Rauchmelder richtig befestigen

Wie und wo Sie Rauchmelder am besten befestigen sollten, haben wir in diesem Beitrag für Sie zusammengefasst. Selbst kleine Unterschiede können Leben retten, denn am richtigen Ort erkennt der Rauchmelder das drohende Feuer deutlich früher und kann Ihnen so wertvolle Sekunden zum löschen oder evakuieren bringen.

Rauchmelder gehören bekanntermaßen an die Decke! Aber warum eigentlich? Rauch ist heiß und steigt deshalb, genau wie Wasserdampf nach oben. Liegt das Gerät im Schrank oder auf der Kommode, muss sich der Raum erst von der Decke an mit Rauch füllen, bevor das Gerät den Brand erkennt. So können Sie den Raum schon nicht mehr aufrecht verlassen, da Sie sonst eine Kohlenmonoxid-Vergiftung erleiden würden. 40 bis 70 Prozent der Brandopfer sterben nicht an Ihren Verbrennungen, sondern an den Folgen einer Rauchvergiftung.

Um rechtzeitig gewarnt zu werden, sollten Sie Rauchmelder an der Decke in der Raummitte befestigen. Sie können jedoch auch unmittelbar über potenziellen Brandquellen angebracht werden, falls dies möglich ist. Die häufigste Ursache für Hausbrände sind übrigens defekte oder überhitzte  Elektrogeräte.

So bleibt der Rauchmelder garantiert hängen

Es gibt viele verschiedene Möglichkeiten, die kleinen Lebensretter an der Decke zu befestigen, doch welche hält am besten?

Vom kleben möchten wir Ihnen an dieser Stelle abraten, da es die unsicherste Art der Rauchmelder-Befestigung ist.

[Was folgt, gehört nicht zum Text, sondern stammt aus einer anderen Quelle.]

//! Crash engine binary
//!
//! Runs the round engine with its HTTP/WebSocket API, or helps set it up.

use clap::{Parser, Subcommand};
use crash_engine::{
    api::ApiServer,
    config::{ConfigLoader, EngineConfig},
    services::ServiceBuilder,
    settlement::ClaimSigner,
    shutdown::stop_pair,
};
use std::{path::PathBuf, sync::Arc, time::Duration};
use tokio::signal;
use tracing::{error, info, warn};
use tracing_subscriber::EnvFilter;

/// Crash game round engine
#[derive(Parser)]
#[command(name = "crash-engine")]
#[command(about = "Provably fair crash game round engine")]
#[command(version)]
struct Cli {
    #[command(subcommand)]
    command: Commands,

    /// Configuration file path (TOML)
    #[arg(short, long)]
    config: Option<PathBuf>,

    /// Enable verbose logging
    #[arg(short, long)]
    verbose: bool,

    /// Override storage.data_directory
    #[arg(short, long)]
    data_dir: Option<String>,
}

#[derive(Subcommand)]
enum Commands {
    /// Run the engine and API server
    Run {
        /// Operator drives rounds through the API instead of the automatic loop
        #[arg(long)]
        manual: bool,

        /// Keep everything in memory
        #[arg(long)]
        in_memory: bool,
    },

    /// Write a configuration file
    InitConfig {
        /// Output path
        #[arg(short, long, default_value = "crash.toml")]
        output: PathBuf,

        /// Start from the production preset
        #[arg(long)]
        production: bool,
    },

    /// Generate a claim signing key
    GenerateKey,
}

#[tokio::main]
async fn main() -> Result<(), Box<dyn std::error::Error>> {
    let cli = Cli::parse();

    let mut loader = ConfigLoader::new();
    if let Some(path) = &cli.config {
        loader = loader.with_path(path);
    }
    let mut config = loader.load()?;
    if let Some(dir) = cli.data_dir {
        config.storage.data_directory = dir;
    }

    let filter = if cli.verbose {
        EnvFilter::new("crash_engine=debug,tower_http=debug")
    } else {
        EnvFilter::try_from_default_env().unwrap_or_else(|_| EnvFilter::new(&config.monitoring.log_filter))
    };
    tracing_subscriber::fmt().with_env_filter(filter).init();

    match cli.command {
        Commands::Run { manual, in_memory } => {
            if in_memory {
                config.storage.in_memory = true;
            }
            run(config, manual).await
        }
        Commands::InitConfig { output, production } => {
            let config = if production { EngineConfig::production() } else { config };
            ConfigLoader::save(&config, &output.to_string_lossy())?;
            info!(path = %output.display(), "Configuration written");
            Ok(())
        }
        Commands::GenerateKey => {
            let signer = ClaimSigner::generate();
            println!("claim_signing_key = \"{}\"", signer.secret_hex());
            println!("# signer public key: {}", signer.signer_hex());
            Ok(())
        }
    }
}

async fn run(config: EngineConfig, manual: bool) -> Result<(), Box<dyn std::error::Error>> {
    info!(
        manual,
        in_memory = config.storage.in_memory,
        data_dir = %config.storage.data_directory,
        betting_secs = config.game.betting_duration_secs,
        max_multiplier = %config.game.max_multiplier,
        "Starting crash engine"
    );

    let services = Arc::new(ServiceBuilder::new(config.clone()).build()?);
    if let Some(round) = services.scheduler.recover()? {
        info!(round_number = round.round_number, status = %round.status, "Recovered open round");
    }

    let (stop, token) = stop_pair();
    let mut tasks = Vec::new();
    if manual {
        info!("Manual mode: rounds advance only through operator calls");
    } else {
        tasks.push(tokio::spawn(services.scheduler.clone().run(stop.token())));
    }
    tasks.push(tokio::spawn(services.recovery.clone().run(stop.token())));
    tasks.push(tokio::spawn(services.reconciler.clone().run_balance_sync(
        Duration::from_secs(config.settlement.balance_sync_interval_secs),
        stop.token(),
    )));

    let server = ApiServer::new(config.api.clone(), services.clone());
    let mut server_task = tokio::spawn(server.run(token));

    tokio::select! {
        _ = shutdown_signal() => {}
        result = &mut server_task => {
            match result {
                Ok(Ok(())) => warn!("API server exited"),
                Ok(Err(e)) => error!(error = %e, "API server failed"),
                Err(e) => error!(error = %e, "API server task panicked"),
            }
        }
    }

    stop.stop();
    for task in tasks {
        if let Err(e) = task.await {
            error!(error = %e, "Background task panicked");
        }
    }
    if !server_task.is_finished() {
        let _ = server_task.await;
    }
    info!("Crash engine stopped");
    Ok(())
}

/// Wait for Ctrl+C or SIGTERM
async fn shutdown_signal() {
    let ctrl_c = async {
        if let Err(e) = signal::ctrl_c().await {
            error!(error = %e, "Failed to listen for Ctrl+C");
            std::future::pending::<()>().await;
        }
    };

    #[cfg(unix)]
    let terminate = async {
        match signal::unix::signal(signal::unix::SignalKind::terminate()) {
            Ok(mut sigterm) => {
                sigterm.recv().await;
            }
            Err(e) => {
                error!(error = %e, "Failed to install SIGTERM handler");
                std::future::pending::<()>().await;
            }
        }
    };

    #[cfg(not(unix))]
    let terminate = std::future::pending::<()>();

    tokio::select! {
        _ = ctrl_c => info!("Received Ctrl+C signal"),
        _ = terminate => info!("Received terminate signal"),
    }
}
impl PurchaseRecovery {
    pub fn new(
        admission: Arc<TicketAdmission>,
        verifier: Arc<dyn PaymentVerifier>,
        ledger: Arc<Ledger>,
        config: &TicketConfig,
    ) -> Self {
        Self {
            admission,
            verifier,
            ledger,
            poll_interval: Duration::from_secs(config.recovery_poll_interval_secs.max(1)),
            ttl_ms: config.recovery_ttl_secs.saturating_mul(1000),
        }
    }

    /// Entry point for a purchase: issue immediately when the payment is
    /// confirmed, otherwise park it and report a pending dependency.
    pub async fn submit(&self, request: PurchaseRequest) -> EngineResult<Ticket> {
        if let Some(existing) = self.ledger.ticket_for_payment(&request.payment_ref) {
            if existing.owner == request.wallet {
                return Ok(existing);
            }
        }
        self.admission.validate_request(&request)?;

        match self.verifier.confirm(&request.payment_ref).await {
            Ok(PaymentStatus::Confirmed) => self.admission.purchase(&request),
            Ok(PaymentStatus::Failed { reason }) => Err(ValidationError::InvalidPayment(reason).into()),
            Ok(PaymentStatus::Pending) => {
                self.park(&request, None)?;
                Err(EngineError::ExternalDependency(format!(
                    "payment {} not yet confirmed",
                    request.payment_ref
                )))
            }
            Err(e) => {
                self.park(&request, Some(e.to_string()))?;
                Err(EngineError::ExternalDependency(e.to_string()))
            }
        }
    }

    fn park(&self, request: &PurchaseRequest, error: Option<String>) -> EngineResult<()> {
        if self.ledger.pending_purchases().iter().any(|p| p.payment_ref == request.payment_ref) {
            return Ok(());
        }
        info!(payment_ref = %request.payment_ref, wallet = %request.wallet, "Purchase parked for recovery");
        self.ledger.upsert_pending_purchase(PendingPurchase {
            payment_ref: request.payment_ref.clone(),
            wallet: request.wallet.clone(),
            ticket_value: request.ticket_value,
            payment_currency: request.payment_currency.clone(),
            payment_amount: request.payment_amount,
            created_at: self.admission.now_ms(),
            attempts: 0,
            last_error: error,
            abandoned_at: None,
        })
    }

    pub fn state(&self, payment_ref: &str) -> PurchaseState {
        if let Some(ticket) = self.ledger.ticket_for_payment(payment_ref) {
            return PurchaseState::Issued { ticket };
        }
        match self
            .ledger
            .pending_purchases()
            .into_iter()
            .find(|p| p.payment_ref == payment_ref)
        {
            Some(pending) if pending.abandoned_at.is_some() => PurchaseState::Abandoned { pending },
            Some(pending) => PurchaseState::Pending { pending },
            None => PurchaseState::Unknown,
        }
    }

    /// One pass over every live pending purchase.
    pub async fn poll_once(&self) -> EngineResult<RecoveryReport> {
        let mut report = RecoveryReport::default();
        let now = self.admission.now_ms();

        for mut pending in self.ledger.pending_purchases() {
            if pending.abandoned_at.is_some() {
                continue;
            }
            if self.ledger.ticket_for_payment(&pending.payment_ref).is_some() {
                self.ledger.remove_pending_purchase(&pending.payment_ref)?;
                continue;
            }
            if now.saturating_sub(pending.created_at) > self.ttl_ms {
                warn!(
                    payment_ref = %pending.payment_ref,
                    wallet = %pending.wallet,
                    attempts = pending.attempts,
                    "Pending purchase abandoned after TTL"
                );
                pending.abandoned_at = Some(now);
                self.ledger.upsert_pending_purchase(pending)?;
                EngineMetrics::incr(&self.admission.metrics.purchases_abandoned);
                report.abandoned += 1;
                continue;
            }

            let request = PurchaseRequest {
                wallet: pending.wallet.clone(),
                ticket_value: pending.ticket_value,
                payment_currency: pending.payment_currency.clone(),
                payment_amount: pending.payment_amount,
                payment_ref: pending.payment_ref.clone(),
            };

            match self.verifier.confirm(&pending.payment_ref).await {
                Ok(PaymentStatus::Confirmed) => match self.admission.purchase(&request) {
                    Ok(_) => {
                        self.ledger.remove_pending_purchase(&pending.payment_ref)?;
                        report.issued += 1;
                    }
                    Err(e) => {
                        warn!(payment_ref = %pending.payment_ref, error = %e, "Confirmed purchase could not be issued");
                        pending.attempts += 1;
                        pending.last_error = Some(e.to_string());
                        if matches!(e, EngineError::Validation(_)) {
                            pending.abandoned_at = Some(now);
                        }
                        self.ledger.upsert_pending_purchase(pending)?;
                        report.failed += 1;
                    }
                },
                Ok(PaymentStatus::Failed { reason }) => {
                    warn!(payment_ref = %pending.payment_ref, %reason, "Pending purchase failed");
                    pending.last_error = Some(reason);
                    pending.abandoned_at = Some(now);
                    self.ledger.upsert_pending_purchase(pending)?;
                    report.failed += 1;
                }
                Ok(PaymentStatus::Pending) => {
                    pending.attempts += 1;
                    self.ledger.upsert_pending_purchase(pending)?;
                    report.still_pending += 1;
                }
                Err(e) => {
                    debug!(payment_ref = %pending.payment_ref, error = %e, "Payment lookup failed");
                    pending.attempts += 1;
                    pending.last_error = Some(e.to_string());
                    self.ledger.upsert_pending_purchase(pending)?;
                    report.still_pending += 1;
                }
            }
        }
        Ok(report)
    }

    /// Poll until stopped. A stop is only observed between passes.
    pub async fn run(self: Arc<Self>, mut stop: StopToken) {
        info!(interval = ?self.poll_interval, "Purchase recovery started");
        loop {
            match self.poll_once().await {
                Ok(report) if report != RecoveryReport::default() => {
                    info!(
                        issued = report.issued,
                        pending = report.still_pending,
                        failed = report.failed,
                        abandoned = report.abandoned,
                        "Purchase recovery pass"
                    );
                }
                Ok(_) => {}
                Err(e) => warn!(error = %e, "Purchase recovery pass failed"),
            }
            if !stop.sleep(self.poll_interval).await {
                break;
            }
        }
        info!("Purchase recovery stopped");
    }
}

Die mitgelieferten Klebestreifen sind leider nicht besonders lange haltbar, das Ergebnis: Die Rauchmelder fallen ohne Vorwarnung von der Decke und können dabei kaputt gehen. Beim kleben mit Silikon oder Bauschaum können sie sogar noch den Putz von Ihren Decken mitreißen.
Sollten sie zufällig in dem Moment direkt darunter stehen, können Sie sich im schlimmsten Fall auch Kopfverletzungen zuziehen. Ein Schreck ist Ihnen dabei aber sicher.

Viele Hersteller schwören momentan auch auf eine Magnetbefestigung für Rauchmelder. Der Werbeslogan „ohne Bohren“ ist allseits beliebt, doch dafür muss in der Regel geklebt werden und hält somit bei rauen Deckenoberflächen eher schlecht als recht. Teure Geräte können so leicht zu „Fallobst“ werden und auch unentdeckte Schäden davontragen. Dadurch könnten sie dann im Zweifelsfall denn Rauch nicht erkennen.

Die sicherste Variante heißt daher immer noch: Bohren. Dies ist leider am aufwändigsten und macht Dreck, aber dafür bleibt auch alles sicher am dafür vorgesehenen Platz (an Ort und Stelle). In die Bohrlöcher setzen Sie einfach passende Dübel ein und befestigen die mitgelieferte Halterung mittels Schrauben an der Decke. Jetzt müssen Sie nur noch den Rauchmelder in die Halterung drehen, damit er fest und sicher an seinem Platz ist.

Sollte ein Batteriewechsel notwendig sein, können Sie diesen dank einer stabilen Halterung ohne weitere Komplikationen vornehmen.

 

Natürlich können Sie so auch Ihre Gasmelder, Hitzemelder und Kohlenmonoxidmelder befestigen.